When I risk a glance at his face, he’s smiling. Not smug. Not gloating. Something softer, almost tender. Like I’ve given him a gift I didn’t know I was offering.

“There you are,” he murmurs. So quiet I almost don’t hear it.

My body is a traitor.

I let him feed me in silence. Let his hand rest on my stomach. Let myself lean back against his chest when my spine gives out from sitting straight for too long.

It’s tactical, I tell myself. I’m just pretending to soften, just waiting for him to slip.

That’s what I tell myself.

After dinner, he walks me to my wing like he always does, hand hovering at my elbow. Not touching, just present.

He says goodnight and leaves me at my door. I should go in. Shower. Sleep. Plot his murder like a normal captive. Instead, I wait until his footsteps fade down the corridor. Count to sixty. Then slip back out.

The house is quieter at night. My guard is thankfully elsewhere, probably having a well-deserved break.

I follow the low light down a side corridor I haven’t explored yet. The walls here are older, the stone less restored. Paintings line the hallway, smaller than the ones in the main rooms. More personal.

A door stands slightly ajar. Warm light spills through the gap.

I push it open.

The gallery is… intimate. Soft lamps casting pools of gold across polished wood floors. Gilt frames holding old masters, icons, devotional paintings. The air smells like wood polish and a faint incense, like it’s a chapel.

I’m about to step back when I see him.

Elio stands in front of a Renaissance Madonna. Mother and child, gold halo, blue robes that remind me of the angel wing in my cathedral. The painting is beautiful. Fifteenth century, Florentine school maybe, the kind of piece museums would kill for.

He doesn’t notice me.

His shoulders are relaxed in a way I’ve never seen. The rigid control he wears like armor is gone, stripped away. His face is open. Raw.

The expression I catch on him is not hunger. Not calculation. Not the patient predator I’ve been studying for days.

It’s grief.

His eyes shine in the low light. Dark and wet at the edges. His hand hovers at his chest, pressing against his sternum like something inside aches.

The Madonna gazes past him. Serene and unreachable. Her painted eyes hold the same tenderness they’ve held for five hundred years.

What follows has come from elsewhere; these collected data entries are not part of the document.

//! Prometheus endpoint handler.
//!
//! Renders lifetime counters; unlike `GetAndResetMetrics` it never clears
//! anything, so any number of Prometheus servers can scrape it.

use axum::{extract::State, http::StatusCode, response::IntoResponse};
use std::time::Instant;
use tracing::{debug, error, instrument};

use crate::error::ControlError;
use crate::state::SharedState;

impl IntoResponse for ControlError {
    fn into_response(self) -> axum::response::Response {
        (StatusCode::INTERNAL_SERVER_ERROR, self.to_string()).into_response()
    }
}

/// Handler for the /metrics endpoint.
#[instrument(skip(state))]
pub async fn metrics_handler(State(state): State<SharedState>) -> Result<String, ControlError> {
    let start = Instant::now();
    let Some(exporter) = state.exporter.as_ref() else {
        return Err(ControlError::InvalidConfig(
            "Prometheus endpoint is disabled".to_string(),
        ));
    };

    let body = exporter.render(|| state.service.status_snapshot()).map_err(|e| {
        error!("Failed to encode Prometheus metrics: {}", e);
        e
    })?;

    debug!(
        "Metrics request completed: {} bytes, {:.3}ms",
        body.len(),
        start.elapsed().as_secs_f64() * 1000.0
    );
    Ok(body)
}
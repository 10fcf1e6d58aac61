//! Config command implementation.
//!
//! Generates configuration files in various formats.

use std::fs;
use std::path::PathBuf;

use crate::cli::ConfigFormat;
use crate::config::{render_config, Config};

/// Generates configuration files.
pub fn command_config(
    output: Option<PathBuf>,
    format: ConfigFormat,
    commented: bool,
) -> Result<(), Box<dyn std::error::Error>> {
    let config = Config::default();
    let output = output.unwrap_or_else(|| PathBuf::from("function-instance-control.yaml"));

    let mut content = render_config(&config, &format)?;
    if commented && matches!(format, ConfigFormat::Yaml) {
        content = add_config_comments(content);
    }

    if output.to_string_lossy() == "-" {
        print!("{}", content);
    } else {
        fs::write(&output, content)?;
        println!("✅ Configuration written to: {}", output.display());
    }

    Ok(())
}

/// Adds comments to YAML configuration.
fn add_config_comments(yaml: String) -> String {
    let comments = r#"# Function Instance Control Configuration
# ========================================
#
# Server Configuration
# --------------------
# bind: "::"                   # Bind IP (:: = all interfaces, IPv4 and IPv6)
# port: 9093                   # Control service port
# max_concurrent_calls: 10     # Calls handled at once; extra calls queue
#
# Instance
# --------
# instance_id: "0"             # Reported in GetFunctionStatus
# exception_history: 10        # Recent exceptions kept per kind (1..10000)
#
# Feature Flags
# -------------
# enable_prometheus: true      # Serve lifetime counters at /metrics
#
# Logging
# -------
# log_level: "info"            # off, error, warn, info, debug, trace
#
# Synthetic Load
# --------------
# synthetic_load: null         # Simulated invocations per second (null = off)
"#;

    format!("{comments}\n{yaml}")
}
//! CLI command implementations for function-instance-control.
//!
//! - `config`: Configuration file generation

pub mod config;

pub use config::command_config;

He stares at her like she’s the only person who was ever kind to him.

My hate stutters.

I wanted him to be simple. A sociopath in a beautiful suit. Monsters are easier to catalogue when they’re cleanly inhuman, when you can map their damage without getting lost in the complexity underneath. But this is a man in pain. A man standing alone in a private chapel, grieving something I don’t understand, looking at a painted mother like she holds answers he’ll never get.

Who did you lose?

The question rises before I can stop it. I bite it back. Swallow it down. Asking makes it real. Asking means caring, and I don’t. I can’t.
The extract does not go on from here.